Vampiros nos Palcos Brasileiros: Uma presença que não tem fim
- Lord A Andreas Axikerzus Sahjaza
- 10 de jun.
- 3 min de leitura

Por Rede Vampyrica @RedeVamp
Existe uma ironia precisa na história do vampiro no teatro brasileiro: o arquétipo que a cultura popular insiste em tratar como importação recente, produto dos anos 1990, da televisão americana, da febre de Crepúsculo — habita os palcos nacionais há bem mais tempos, em pelo menos cinco estados, os nossos registros que vão do drama clássico ao monólogo metalinguístico, da dança contemporânea à imersão em cemitério real.

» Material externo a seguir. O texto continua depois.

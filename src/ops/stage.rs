//! Staging of resolved libraries, plugins, and the main executable.

use std::collections::BTreeSet;
use std::fs;
use std::path::{Path, PathBuf};

use walkdir::WalkDir;

use crate::core::detect::BinaryKind;
use crate::core::parse;
use crate::core::plan::DeployPlan;
use crate::core::resolve::{env_path_entries, ResolveContext};
use crate::io::fsops;
use crate::ops::linkedit;

const IMAGE_FORMAT_PLUGINS: [&str; 4] = ["jpeg", "ico", "gif", "png"];

/// Copy the resolved libraries into the format's library destination.
pub fn stage_libraries(plan: &DeployPlan, libraries: &[PathBuf]) {
    match plan.kind {
        BinaryKind::Pe => stage_libraries_pe(plan, libraries),
        BinaryKind::Elf => stage_libraries_elf(plan, libraries),
        BinaryKind::MachO => stage_libraries_macho(plan, libraries),
    }
}

fn stage_libraries_pe(plan: &DeployPlan, libraries: &[PathBuf]) {
    for library in libraries {
        let Some(name) = library.file_name() else { continue };
        fsops::copy_file_or_warn(library, &plan.output_root.join(name));
    }
    if let Err(err) = fsops::write_qt_conf(plan) {
        eprintln!("Warning: failed to write qt.conf: {err}");
    }
}

fn stage_libraries_elf(plan: &DeployPlan, libraries: &[PathBuf]) {
    let lib_dir = plan.output_root.join("usr/lib");
    for library in libraries {
        let Some(name) = library.file_name() else { continue };
        let dest = lib_dir.join(name);
        if !fsops::copy_file_or_warn(library, &dest) {
            continue;
        }

        // Dependents reference the SONAME, not the on-disk filename.
        let dest_name = name.to_string_lossy();
        if let Some(soname) = parse::elf_soname(&dest) {
            if soname != dest_name {
                let link_path = lib_dir.join(&soname);
                let _ = fs::remove_file(&link_path);
                if fsops::make_symlink(Path::new(dest_name.as_ref()), &link_path).is_err() {
                    fsops::copy_file_or_warn(&dest, &link_path);
                }
            }
        }
    }
    if let Err(err) = fsops::write_qt_conf(plan) {
        eprintln!("Warning: failed to write qt.conf: {err}");
    }
}

fn stage_libraries_macho(plan: &DeployPlan, libraries: &[PathBuf]) {
    let frameworks_dir = plan.output_root.join("Contents/Frameworks");
    let mut copied_frameworks = BTreeSet::new();
    for library in libraries {
        tracing::debug!("stage {}", library.display());
        match framework_root(library) {
            Some(fw_root) => {
                let Some(fw_name) = fw_root.file_name() else { continue };
                // One copy per distinct framework bundle.
                if !copied_frameworks.insert(fw_name.to_os_string()) {
                    continue;
                }
                let dest = frameworks_dir.join(fw_name);
                tracing::debug!("framework {} -> {}", fw_root.display(), dest.display());
                copy_tree_skip_symlinks(&fw_root, &dest);
            }
            None => {
                let Some(name) = library.file_name() else { continue };
                fsops::copy_file_or_warn(library, &frameworks_dir.join(name));
            }
        }
    }
}

/// Nearest ancestor that is a `.framework` bundle, if the library lives in
/// one.
fn framework_root(library: &Path) -> Option<PathBuf> {
    library
        .ancestors()
        .skip(1)
        .find(|a| a.extension().is_some_and(|e| e == "framework"))
        .map(Path::to_path_buf)
}

fn copy_tree_skip_symlinks(src_root: &Path, dst_root: &Path) {
    for entry in WalkDir::new(src_root).into_iter().flatten() {
        if entry.file_type().is_symlink() {
            continue;
        }
        let rel = entry
            .path()
            .strip_prefix(src_root)
            .unwrap_or_else(|_| entry.path());
        let dst = dst_root.join(rel);
        if entry.file_type().is_dir() {
            let _ = fs::create_dir_all(&dst);
        } else if entry.file_type().is_file() {
            fsops::copy_file_or_warn(entry.path(), &dst);
        }
    }
}

/// Copy the main executable into place and make the copy relocatable.
pub fn stage_main_binary(plan: &DeployPlan) {
    let Some(name) = plan.binary_path.file_name() else {
        return;
    };
    match plan.kind {
        BinaryKind::Pe => {
            let dest = plan.output_root.join(name);
            fsops::copy_file_or_warn(&plan.binary_path, &dest);
        }
        BinaryKind::Elf => {
            let dest = plan.output_root.join("usr/bin").join(name);
            if fsops::copy_file_or_warn(&plan.binary_path, &dest) {
                linkedit::set_elf_runpath(&dest, linkedit::ELF_MAIN_RUNPATH);
            }
        }
        BinaryKind::MachO => {
            let dest = plan.output_root.join("Contents/MacOS").join(name);
            if fsops::copy_file_or_warn(&plan.binary_path, &dest) {
                linkedit::add_macho_rpath(&dest, linkedit::MACHO_MAIN_RPATH);
            }
        }
    }
}

/// Stage the platform plugin and the fixed set of image-format plugins
/// from the Qt plugin root into the format's plugin destination.
pub fn stage_plugins(ctx: &ResolveContext, plan: &DeployPlan, resolved_libs: &[PathBuf]) {
    match plan.kind {
        BinaryKind::Pe => stage_plugins_pe(ctx, plan, resolved_libs),
        BinaryKind::Elf => stage_plugins_elf(ctx, plan),
        BinaryKind::MachO => stage_plugins_macho(ctx, plan),
    }
}

fn stage_plugins_pe(ctx: &ResolveContext, plan: &DeployPlan, resolved_libs: &[PathBuf]) {
    let mut plugin_roots: Vec<PathBuf> = Vec::new();
    if let Some(plugins) = &ctx.qt.install_plugins {
        plugin_roots.push(plugins.clone());
    }
    plugin_roots.extend(env_path_entries("MINGW_QT_PLUGINS"));

    // MinGW layouts keep plugins/ next to bin/.
    for entry in env_path_entries("PATH") {
        if entry.file_name().is_some_and(|n| n == "bin") {
            let Some(base) = entry.parent() else { continue };
            for candidate in [base.join("plugins"), base.join("lib/qt-6/plugins")] {
                if candidate.exists() {
                    plugin_roots.push(candidate);
                }
            }
        }
    }

    // The directory holding the resolved Qt6Core.dll knows where its
    // plugins live.
    for library in resolved_libs {
        let name = library
            .file_name()
            .map(|n| n.to_string_lossy().to_ascii_lowercase())
            .unwrap_or_default();
        if name == "qt6core.dll" {
            if let Some(base) = library.parent().and_then(Path::parent) {
                for candidate in [base.join("plugins"), base.join("lib/qt-6/plugins")] {
                    if candidate.exists() {
                        plugin_roots.push(candidate);
                    }
                }
            }
            break;
        }
    }

    plugin_roots.sort();
    plugin_roots.dedup();

    for root in &plugin_roots {
        let platform_dll = root.join("platforms/qwindows.dll");
        if !platform_dll.exists() {
            continue;
        }
        tracing::debug!("plugin root {}", root.display());
        fsops::copy_file_or_warn(
            &platform_dll,
            &plan.output_root.join("plugins/platforms/qwindows.dll"),
        );
        for format in IMAGE_FORMAT_PLUGINS {
            let name = format!("q{format}.dll");
            let src = root.join("imageformats").join(&name);
            if src.exists() {
                fsops::copy_file_or_warn(
                    &src,
                    &plan.output_root.join("plugins/imageformats").join(&name),
                );
            }
        }
        break;
    }
}

fn stage_plugins_elf(ctx: &ResolveContext, plan: &DeployPlan) {
    let Some(src) = &ctx.qt.install_plugins else {
        return;
    };
    let platform_so = src.join("platforms/libqxcb.so");
    if platform_so.exists() {
        fsops::copy_file_or_warn(
            &platform_so,
            &plan.output_root.join("usr/plugins/platforms/libqxcb.so"),
        );
    }
    for format in IMAGE_FORMAT_PLUGINS {
        let name = format!("libq{format}.so");
        let plugin = src.join("imageformats").join(&name);
        if plugin.exists() {
            fsops::copy_file_or_warn(
                &plugin,
                &plan.output_root.join("usr/plugins/imageformats").join(&name),
            );
        }
    }
    linkedit::apply_elf_plugin_runpaths(plan);
}

fn stage_plugins_macho(ctx: &ResolveContext, plan: &DeployPlan) {
    let Some(src) = &ctx.qt.install_plugins else {
        return;
    };
    let plugins_dest = plan.output_root.join("Contents/PlugIns");
    let platform_dylib = src.join("platforms/libqcocoa.dylib");
    if platform_dylib.exists() {
        fsops::copy_file_or_warn(
            &platform_dylib,
            &plugins_dest.join("platforms/libqcocoa.dylib"),
        );
    }
    for format in IMAGE_FORMAT_PLUGINS {
        let name = format!("libq{format}.dylib");
        let plugin = src.join("imageformats").join(&name);
        if plugin.exists() {
            fsops::copy_file_or_warn(&plugin, &plugins_dest.join("imageformats").join(&name));
        }
    }
    linkedit::add_macho_plugin_rpaths(plan);
}

#[cfg(test)]
mod tests {
    use super::*;
    use tempfile::tempdir;

    #[test]
    fn framework_root_finds_bundle_ancestor() {
        assert_eq!(
            framework_root(Path::new(
                "/opt/qt/lib/QtCore.framework/Versions/A/QtCore"
            )),
            Some(PathBuf::from("/opt/qt/lib/QtCore.framework"))
        );
        assert_eq!(framework_root(Path::new("/opt/qt/lib/libz.dylib")), None);
    }

    #[cfg(unix)]
    #[test]
    fn tree_copy_skips_symlinks() {
        let dir = tempdir().unwrap();
        let src = dir.path().join("QtCore.framework");
        fs::create_dir_all(src.join("Versions/A")).unwrap();
        fs::write(src.join("Versions/A/QtCore"), b"bin").unwrap();
        std::os::unix::fs::symlink("A", src.join("Versions/Current")).unwrap();

        let dst = dir.path().join("out/QtCore.framework");
        copy_tree_skip_symlinks(&src, &dst);
        assert!(dst.join("Versions/A/QtCore").is_file());
        assert!(!dst.join("Versions/Current").exists());
    }

    #[test]
    fn macho_framework_copied_once_per_bundle() {
        let dir = tempdir().unwrap();
        let qt_lib = dir.path().join("qt/lib");
        let fw = qt_lib.join("QtCore.framework/Versions/A");
        fs::create_dir_all(&fw).unwrap();
        fs::write(fw.join("QtCore"), b"core").unwrap();
        fs::write(fw.join("QtCore_debug"), b"debug").unwrap();

        let out = dir.path().join("App.app");
        let plan = DeployPlan {
            kind: BinaryKind::MachO,
            binary_path: dir.path().join("App"),
            output_root: out.clone(),
            qml_roots: Vec::new(),
            languages: Vec::new(),
            overlays: Vec::new(),
        };
        stage_libraries_macho(
            &plan,
            &[fw.join("QtCore"), fw.join("QtCore_debug")],
        );
        assert!(out
            .join("Contents/Frameworks/QtCore.framework/Versions/A/QtCore")
            .is_file());
        assert!(out
            .join("Contents/Frameworks/QtCore.framework/Versions/A/QtCore_debug")
            .is_file());
    }
}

A genealogia começa antes de Bram Stoker. Antes de Drácula existir como romance — publicado em 1897 — o vampiro já circulava na literatura brasileira. Silva e Alvarenga em 1799, Octávio e Branca em 1845. O Brasil não recebeu o vampiro. Já o tinha.
O teatro chegou depois — mas chegou com peso. Em 1986, o italiano Gianni Ratto dirigiu no Teatro Brasileiro de Comédia, no Teatro Cultura Artística e no Teatro Procópio Ferreira uma das montagens mais aclamadas da história teatral nacional.
Raul Cortez como Drácula, Sérgio Mamberti como Van Helsing, Carla Camurati no elenco. Era o vampiro levado com a seriedade dramática que merecia — presença monumental, peso de séculos, texto de Hamilton Deanne tratado com a dignidade de um clássico. Reviva esta história neste outro artigo.
No mesmo ano, Ney Latorraca e Marco Nanini transformavam O Mistério de Irma Vap em fenômeno de bilheteria, o título, anagrama de Vampira, cujas raízes mergulham em Les Vampires de 1915, era vampiro que não precisava declarar o nome para existir.
O que se seguiu ao longo das décadas seguintes revelou a versatilidade que apenas arquétipos verdadeiramente vivos sustentam.
Dalton Trevisan encontrou no vampiro a linguagem perfeita para o homem urbano de Curitiba — e O Vampiro Contra Curitiba e A Educação Sentimental do Vampiro chegaram aos palcos sob a direção de nomes como Felipe Hirsch, com estética de graphic novel e trilha que ia de Schoenberg a bolero.
A Cia. Poeme-se levou Nosferatu ao Sesc Consolação, ao Madame Underground Club e, em 2016, ao Cemitério do Araçá — com iluminação exclusivamente a velas, terror expressionista habitando o espaço onde os mortos de fato estão. Relembre hoje.
A Vortice Dance Company trouxe ao Teatro Bradesco um Drácula coreografado que fundia Stoker com a Condessa Bathory em ballet contemporâneo.
O vampiro brasileiro não tem um rosto fixo no palco. Tem presença recorrente — cômica em Curitiba, trágica em São Paulo, imersiva nos cemitérios, musicada no Rio, digital na pandemia.
Essa multiplicidade não é fragmentação. É evidência de um arquétipo suficientemente denso para sustentar formas radicalmente diferentes sem se dissolver em nenhuma delas.
Drácula — O Musical que chega ao Teatro das Artes em junho de 2026 não inaugura nada. Continua algo — com 227 anos de antecedência documentada pela Rede Vamp. Aliás saiba tudo sobre esta nova montagem musical de Drácula.

O Vampiro Permanece
Cada montagem, cada novela, cada filme, cada imersão a velas num cemitério real acrescenta uma camada ao que o vampiro representa no imaginário brasileiro — não como importação, não como moda, mas como figura que retorna porque algo nela não encerra.
O teatro sabe disso melhor do que qualquer outro formato.
O palco exige presença real — corpo no espaço, tempo que não pode ser pausado, encontro que acontece uma única vez naquela configuração específica de luz, elenco e público. É o formato que mais se aproxima do que o Campo Vampyrico faz quando está real: reorganizar um ambiente antes de qualquer palavra, produzir algo que não pode ser replicado digitalmente, deixar marca que permanece depois que a noite encerrou.
Drácula — O Musical acontece em junho. A Carmilla — Noite de Gala Sombria acontece em agosto. A noite brasileira de 2026 está viva com exatamente o que sempre esteve: a tentativa de dar forma ao que fascina, ao que aterra, ao que dissolve as fronteiras que deveriam ser definitivas.
Duzentos e vinte e sete anos de vampiro no imaginário brasileiro confirmam o que a tradição Sahjaza pratica desde 1976: O que é real sempre retorna.